Nina Grant, who has run the Corniche boutique on Edinburgh's Jeffrey Street for 28 years, said: "Our customers have always come for the niche designers such as Yohji Yyamamoto and Comme des Garcons but demand for hard-to-find items is greater than ever. We are getting everyone from 17 to 70. Knowledgeable customers no longer find things they want in bigger shops."

The trend poses a challenge for fashion stores such as Selfridges, Jenners and Harvey Nichols, as well as department chains such as John Lewis; how to keep high-rolling customers from defecting to smaller rivals such as Edinburgh's Jane Davidson and Glasgow-based Cruise.

Harrods now offers a semi-bespoke tailoring service by designers such as Welshman Julien Macdonald so that shoppers can ensure their jacket or jeans are unique.

Harvey Nichols is introducing collections from new designers into its Edinburgh store, such as Giambattista Valli - available at only three other locations in Europe - and Sara Berman, a tiny London-based designer who manufactures only limited runs of dresses. It is also one of only 25 worldwide stores to sell Lanvin, the French couture house which makes small runs of between 15 to 70 of each dress, coat and shoe.

Averyl Oates, buying director for Harvey Nichols, said: "It seems a little tired now, when people come up to you and say 'oh you're wearing the so and so dress, I've got that'. Or indeed, worse, if you arrive at a party and someone is already there wearing it - a particularly acute problem on the Scottish social scene where many customers find themselves meeting the same people over and over.

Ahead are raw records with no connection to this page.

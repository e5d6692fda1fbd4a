#![forbid(unsafe_code)]
//! Block I/O layer.
//!
//! Provides the [`SectorDevice`] trait (fixed 512-byte sectors, synchronous,
//! atomic per sector), a file-backed and an in-memory implementation, and
//! [`DiskStore`], which adapts a shared sector device to filesystem-block
//! sized typed reads and writes.

use e2fs_error::{Ext2Error, Result};
use e2fs_types::{BlockIndex, SECTOR_SIZE};
use parking_lot::Mutex;
use std::fs::{File, OpenOptions};
use std::io;
use std::os::unix::fs::FileExt;
use std::path::Path;
use std::sync::Arc;
use tracing::trace;

fn invalid_input(detail: String) -> Ext2Error {
    Ext2Error::Io(io::Error::new(io::ErrorKind::InvalidInput, detail))
}

/// Fixed-size-sector device interface.
///
/// Sectors are exactly [`SECTOR_SIZE`] bytes. I/O is synchronous; a sector
/// write never tears. Out-of-range access is an I/O error.
pub trait SectorDevice: Send + Sync {
    /// Total number of sectors.
    fn sector_count(&self) -> u64;

    /// Read sector `lba` into `buf`. `buf.len()` MUST equal [`SECTOR_SIZE`].
    fn read_sector(&self, lba: u64, buf: &mut [u8]) -> Result<()>;

    /// Write `buf` to sector `lba`. `buf.len()` MUST equal [`SECTOR_SIZE`].
    fn write_sector(&self, lba: u64, buf: &[u8]) -> Result<()>;

    /// Flush pending writes to stable storage.
    fn sync(&self) -> Result<()>;
}

fn check_sector_access(lba: u64, buf_len: usize, sector_count: u64) -> Result<()> {
    if buf_len != SECTOR_SIZE {
        return Err(invalid_input(format!(
            "sector buffer size mismatch: got={buf_len} expected={SECTOR_SIZE}"
        )));
    }
    if lba >= sector_count {
        return Err(invalid_input(format!(
            "sector out of range: lba={lba} sector_count={sector_count}"
        )));
    }
    Ok(())
}

/// File-backed sector device using `pread`/`pwrite` style I/O.
///
/// `std::os::unix::fs::FileExt` is thread-safe and does not require a shared
/// seek position.
#[derive(Debug, Clone)]
pub struct FileSectorDevice {
    file: Arc<File>,
    sector_count: u64,
}

impl FileSectorDevice {
    pub fn open(path: impl AsRef<Path>) -> Result<Self> {
        let file = OpenOptions::new()
            .read(true)
            .write(true)
            .open(path.as_ref())?;
        let len = file.metadata()?.len();
        if len % SECTOR_SIZE as u64 != 0 {
            return Err(invalid_input(format!(
                "image length is not sector-aligned: len={len}"
            )));
        }
        Ok(Self {
            file: Arc::new(file),
            sector_count: len / SECTOR_SIZE as u64,
        })
    }
}

impl SectorDevice for FileSectorDevice {
    fn sector_count(&self) -> u64 {
        self.sector_count
    }

    fn read_sector(&self, lba: u64, buf: &mut [u8]) -> Result<()> {
        check_sector_access(lba, buf.len(), self.sector_count)?;
        self.file.read_exact_at(buf, lba * SECTOR_SIZE as u64)?;
        Ok(())
    }

    fn write_sector(&self, lba: u64, buf: &[u8]) -> Result<()> {
        check_sector_access(lba, buf.len(), self.sector_count)?;
        self.file.write_all_at(buf, lba * SECTOR_SIZE as u64)?;
        Ok(())
    }

    fn sync(&self) -> Result<()> {
        self.file.sync_all()?;
        Ok(())
    }
}

/// In-memory sector device for tests and synthetic images.
#[derive(Debug)]
pub struct MemSectorDevice {
    sectors: Mutex<Vec<u8>>,
    sector_count: u64,
}

impl MemSectorDevice {
    /// Create a zero-filled device with `sector_count` sectors.
    #[must_use]
    pub fn new(sector_count: u64) -> Self {
        let len = usize::try_from(sector_count).expect("sector count fits usize") * SECTOR_SIZE;
        Self {
            sectors: Mutex::new(vec![0_u8; len]),
            sector_count,
        }
    }

    /// Wrap an existing image. Length must be sector-aligned.
    pub fn from_image(image: Vec<u8>) -> Result<Self> {
        if image.len() % SECTOR_SIZE != 0 {
            return Err(invalid_input(format!(
                "image length is not sector-aligned: len={}",
                image.len()
            )));
        }
        let sector_count = (image.len() / SECTOR_SIZE) as u64;
        Ok(Self {
            sectors: Mutex::new(image),
            sector_count,
        })
    }

    /// Copy out the full image (test inspection).
    #[must_use]
    pub fn snapshot(&self) -> Vec<u8> {
        self.sectors.lock().clone()
    }
}

impl SectorDevice for MemSectorDevice {
    fn sector_count(&self) -> u64 {
        self.sector_count
    }

    fn read_sector(&self, lba: u64, buf: &mut [u8]) -> Result<()> {
        check_sector_access(lba, buf.len(), self.sector_count)?;
        let offset = usize::try_from(lba).expect("lba fits usize") * SECTOR_SIZE;
        let sectors = self.sectors.lock();
        buf.copy_from_slice(&sectors[offset..offset + SECTOR_SIZE]);
        Ok(())
    }

    fn write_sector(&self, lba: u64, buf: &[u8]) -> Result<()> {
        check_sector_access(lba, buf.len(), self.sector_count)?;
        let offset = usize::try_from(lba).expect("lba fits usize") * SECTOR_SIZE;
        let mut sectors = self.sectors.lock();
        sectors[offset..offset + SECTOR_SIZE].copy_from_slice(buf);
        Ok(())
    }

    fn sync(&self) -> Result<()> {
        Ok(())
    }
}

/// Typed read/write of filesystem-sized logical blocks atop a sector device.
///
/// Block 0 starts at device byte 0; a filesystem block spans
/// `block_size / 512` consecutive sectors.
#[derive(Clone)]
pub struct DiskStore {
    device: Arc<dyn SectorDevice>,
    block_size: u32,
    sectors_per_block: u32,
}

impl DiskStore {
    pub fn new(device: Arc<dyn SectorDevice>, block_size: u32) -> Result<Self> {
        if block_size == 0
            || !block_size.is_power_of_two()
            || block_size < SECTOR_SIZE as u32
        {
            return Err(invalid_input(format!(
                "invalid block_size={block_size} (must be a power-of-two multiple of {SECTOR_SIZE})"
            )));
        }
        Ok(Self {
            device,
            block_size,
            sectors_per_block: block_size / SECTOR_SIZE as u32,
        })
    }

    #[must_use]
    pub fn block_size(&self) -> u32 {
        self.block_size
    }

    /// The underlying sector device (superblock I/O addresses raw sectors).
    #[must_use]
    pub fn device(&self) -> &Arc<dyn SectorDevice> {
        &self.device
    }

    /// Read one filesystem block.
    pub fn read_block(&self, block: BlockIndex) -> Result<Vec<u8>> {
        trace!(target: "e2fs::block", event = "read_block", block = block.0);
        let mut buf = vec![0_u8; self.block_size as usize];
        let first_lba = u64::from(block.0) * u64::from(self.sectors_per_block);
        for (i, chunk) in buf.chunks_mut(SECTOR_SIZE).enumerate() {
            self.device.read_sector(first_lba + i as u64, chunk)?;
        }
        Ok(buf)
    }

    /// Read `count` consecutive blocks into one contiguous buffer.
    pub fn read_blocks(&self, first: BlockIndex, count: u32) -> Result<Vec<u8>> {
        let mut buf = Vec::with_capacity(self.block_size as usize * count as usize);
        for i in 0..count {
            buf.extend_from_slice(&self.read_block(BlockIndex(first.0 + i))?);
        }
        Ok(buf)
    }

    /// Write one filesystem block. `data.len()` MUST equal the block size.
    pub fn write_block(&self, block: BlockIndex, data: &[u8]) -> Result<()> {
        if data.len() != self.block_size as usize {
            return Err(invalid_input(format!(
                "write_block data size mismatch: got={} expected={}",
                data.len(),
                self.block_size
            )));
        }
        trace!(target: "e2fs::block", event = "write_block", block = block.0);
        let first_lba = u64::from(block.0) * u64::from(self.sectors_per_block);
        for (i, chunk) in data.chunks(SECTOR_SIZE).enumerate() {
            self.device.write_sector(first_lba + i as u64, chunk)?;
        }
        Ok(())
    }

    /// Write `count` consecutive blocks from one contiguous buffer.
    pub fn write_blocks(&self, first: BlockIndex, data: &[u8]) -> Result<()> {
        if data.len() % self.block_size as usize != 0 {
            return Err(invalid_input(format!(
                "write_blocks data not block-aligned: len={}",
                data.len()
            )));
        }
        for (i, chunk) in data.chunks(self.block_size as usize).enumerate() {
            self.write_block(BlockIndex(first.0 + i as u32), chunk)?;
        }
        Ok(())
    }
}

impl std::fmt::Debug for DiskStore {
    fn fmt(&self, f: &mut std::fmt::Formatter<'_>) -> std::fmt::Result {
        f.debug_struct("DiskStore")
            .field("block_size", &self.block_size)
            .field("sector_count", &self.device.sector_count())
            .finish()
    }
}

"What is more relevant to the customer is the sense of anonymity. The more pertinent questions are 'what are you wearing?' 'who is it by?' and 'where did you get it?'."

She added: "This is about unavailability, not availability. "Even teenagers in youth clubs are looking for limited-edition sneakers, the samples that never went in to production.

"It is like editing the playlist on an Ipod - the modern buyer wants a personalised choice in the coolest of environments."

American Vogue reports on the success of previously unknown designers such as Duro Olowu whose dresses have become so popular by word of mouth that customers have flown to Britain from New York to buy one.

It says: "The anonymous dress points to the individual nature of fashion now, where knowing yourself - and the look that works best on you - is paramount."

Mr Davidson added: "Consumer is king as never before. "The prices of luxury items are down in real terms and buyers demand the best materials, the best choices of stock and the best design. The standard of input from designers has to be higher than ever."